Vendredi a été marqué par une annonce capitale qui a fait sensation dans le monde financier. Le bloc des BRICS, déjà réputé pour son esprit novateur, a ajouté une nouvelle dimension à sa stratégie économique. L'Égypte et les Émirats arabes unis (EAU), les plus récents membres de la famille BRICS, ont signé un accord colossal. On parle d'un montant faramineux de 35 milliards de dollars consacrés au développement urbain, ciblant spécifiquement la ville de Ras el-Hekma. Il ne s'agit pas d'un investissement ordinaire. C'est une initiative historique, qui représente le plus important investissement direct étranger jamais réalisé dans le secteur du développement urbain égyptien.
L'accord a été dévoilé lors d'une conférence de presse où le Premier ministre égyptien, Mostafa Madbouly, accompagné de responsables égyptiens et émiratis, en a présenté les détails. L'Égypte ouvre ainsi la voie à une nouvelle ère de développement urbain, financée par les Émirats arabes unis à hauteur de 35 milliards de dollars. Les premiers versements de cet investissement colossal ont déjà été effectués auprès de la Banque centrale égyptienne, marquant le début d'une transformation majeure.
Ledent Abdel Fattah al-Sissi n'a pas mâché ses mots lorsqu'il a déclaré que cet investissement des Émirats arabes unis était un signe clair de soutien et d'assistance. Grâce à ce soutien financier, l'Égypte envisage une dévaluation de sa monnaie, une mesure indispensable et attendue depuis un certain temps. Il s'agit d'ouvrir la voie à une aide internationale qui pourrait dépasser les 10 milliards de dollars. Les ripple de cet accord se font déjà sentir, les obligations égyptiennes en dollars ayant enregistré une hausse notable.
Le fonds souverain d'Abu Dhabi, ADQ, s'apprête à acquérir les droits de développement d'une zone privilégiée de la côte méditerranéenne égyptienne, Ras El-Hekma, pour la somme de 24 milliards de dollars. Les 11 milliards restants sont destinés à d'autres projets immobiliers et à des initiatives d'envergure, témoignant de l'engagement des Émirats arabes unis envers la croissance de l'Égypte. Les paiements sont échelonnés, garantissant ainsi un flux de fonds régulier et soulignant l'engagement des Émirats arabes unis envers le développement du pays.
Mais ce n'est pas tout. Le bloc des BRICS ne se concentre pas uniquement sur le développement urbain.
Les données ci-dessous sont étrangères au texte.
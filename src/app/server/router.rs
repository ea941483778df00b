use super::api::ApiDoc;
use crate::{
    app::state::{AppConfig, AppState},
    error::EesError,
};
use axum::{
    extract::State,
    http::{HeaderValue, Method},
    response::IntoResponse,
    routing::{delete, get, post, put},
    Json, Router,
};
use std::time::Duration;
use tower_http::{
    classify::ServerErrorsFailureClass,
    cors::{AllowOrigin, CorsLayer},
    trace::TraceLayer,
};
use tracing::Span;
use utoipa::OpenApi;
use utoipa_swagger_ui::SwaggerUi;

pub(super) mod directory;
pub(super) mod embedding;
pub(super) mod model;

pub(super) use directory::*;
pub(super) use embedding::*;
pub(super) use model::*;

pub fn router(state: AppState, origins: Option<Vec<String>>) -> Router {
    let allow_origin = match origins {
        Some(origins) => AllowOrigin::list(
            origins
                .into_iter()
                .map(|origin| {
                    tracing::info!("Adding {origin} to allowed origins");
                    HeaderValue::from_str(&origin)
                })
                .map(Result::unwrap),
        ),
        None => AllowOrigin::any(),
    };

    let cors = CorsLayer::new()
        .allow_origin(allow_origin)
        .allow_headers(tower_http::cors::Any)
        .allow_methods([
            Method::GET,
            Method::POST,
            Method::DELETE,
            Method::PUT,
            Method::PATCH,
        ]);

    let info = Router::new()
        .route("/info", get(app_config))
        .with_state(state.clone());

    let router = Router::new()
        .route("/embeddings", post(create_embedding))
        .route("/embeddings", get(list_embeddings))
        .route("/embeddings/batch", post(batch_embed))
        .route(
            "/embeddings/:uri",
            get(get_embedding).delete(delete_embedding),
        )
        .route("/search", post(search))
        .route("/models", post(create_model))
        .route("/models", get(list_models))
        .route("/models/active", get(active_model))
        .route("/models/compatibility", post(check_compatibility))
        .route("/models/migrate", post(migrate_embeddings))
        .route("/models/task-types", get(task_types))
        .route("/models/:id", get(get_model))
        .route("/models/:id", delete(delete_model))
        .route("/models/:id/activate", put(activate_model))
        .route("/providers", post(create_provider))
        .route("/providers", get(list_providers))
        .route("/providers/:id", get(get_provider))
        .route("/providers/:id", put(update_provider))
        .route("/providers/:id", delete(delete_provider))
        .route("/upload-directories", post(create_directory))
        .route("/upload-directories", get(list_directories))
        .route("/upload-directories/:id", get(get_directory))
        .route("/upload-directories/:id", put(update_directory))
        .route("/upload-directories/:id", delete(delete_directory))
        .route("/upload-directories/:id/sync/stream", get(sync_stream))
        .route("/upload-directories/:id/sync/cancel", post(cancel_sync))
        .route("/upload-directories/:id/sync/jobs", get(list_jobs))
        .route("/upload-directories/:id/sync/jobs/:job_id", get(get_job))
        .with_state(state.services.clone())
        .merge(info);

    router
        .layer(
            TraceLayer::new_for_http()
                .on_request(|req: &axum::http::Request<_>, _span: &Span| {
                    tracing::info!("Processing request | {} {}", req.method(), req.uri());
                })
                .on_response(
                    |res: &axum::http::Response<_>, latency: Duration, _span: &Span| {
                        tracing::info!(
                            "Sending response | {} | {}ms",
                            res.status(),
                            latency.as_millis()
                        );
                    },
                )
                .on_failure(
                    |error: ServerErrorsFailureClass, _latency: Duration, _span: &Span| {
                        tracing::error!("Error in request: {error}")
                    },
                ),
        )
        .layer(cors)
        .merge(SwaggerUi::new("/swagger-ui").url("/api-docs/openapi.json", ApiDoc::openapi()))
        // Has to go last to exclude all the tracing/cors layers
        .route("/_health", get(health_check))
}

async fn health_check() -> impl IntoResponse {
    "OK"
}

#[utoipa::path(
    get,
    path = "/info",
    responses(
        (status = 200, description = "Get app configuration and available providers", body = AppConfig),
    )
)]
pub(super) async fn app_config(state: State<AppState>) -> Result<impl IntoResponse, EesError> {
    Ok(Json(state.get_configuration()))
}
La Russie, acteur clé de cette alliance, propose une série d'initiatives financières visant à refondre le système monétaire et financier international tel que nous le connaissons. Au cœur de ces propositions figure la création d'une nouvelle plateforme de paiement numérique le BRICS Bridge, une mesure audacieuse pour réduire la dépendance au dollar américain.
La plateforme numérique proposée est conçue comme une solution multilatérale pour les règlements, s'affranchissant du dollar américain. La Russie est à la pointe de ce mouvement de dédollarisation, cherchant à convaincre les BRICS d'adopter la nouvelle plateforme de paiement BRICS Bridge. Le ministère russe des Finances et la Banque de Russie travaillent actuellement à la rédaction d'un rapport présentant un ensemble d'initiatives et de recommandations pour améliorer le système monétaire et financier international. Ce rapport prévoit notamment le développement d'initiatives concrètes, la plateforme BRICS Bridge pouvant potentiellement devenir une réalité d'ici la fin de l'année.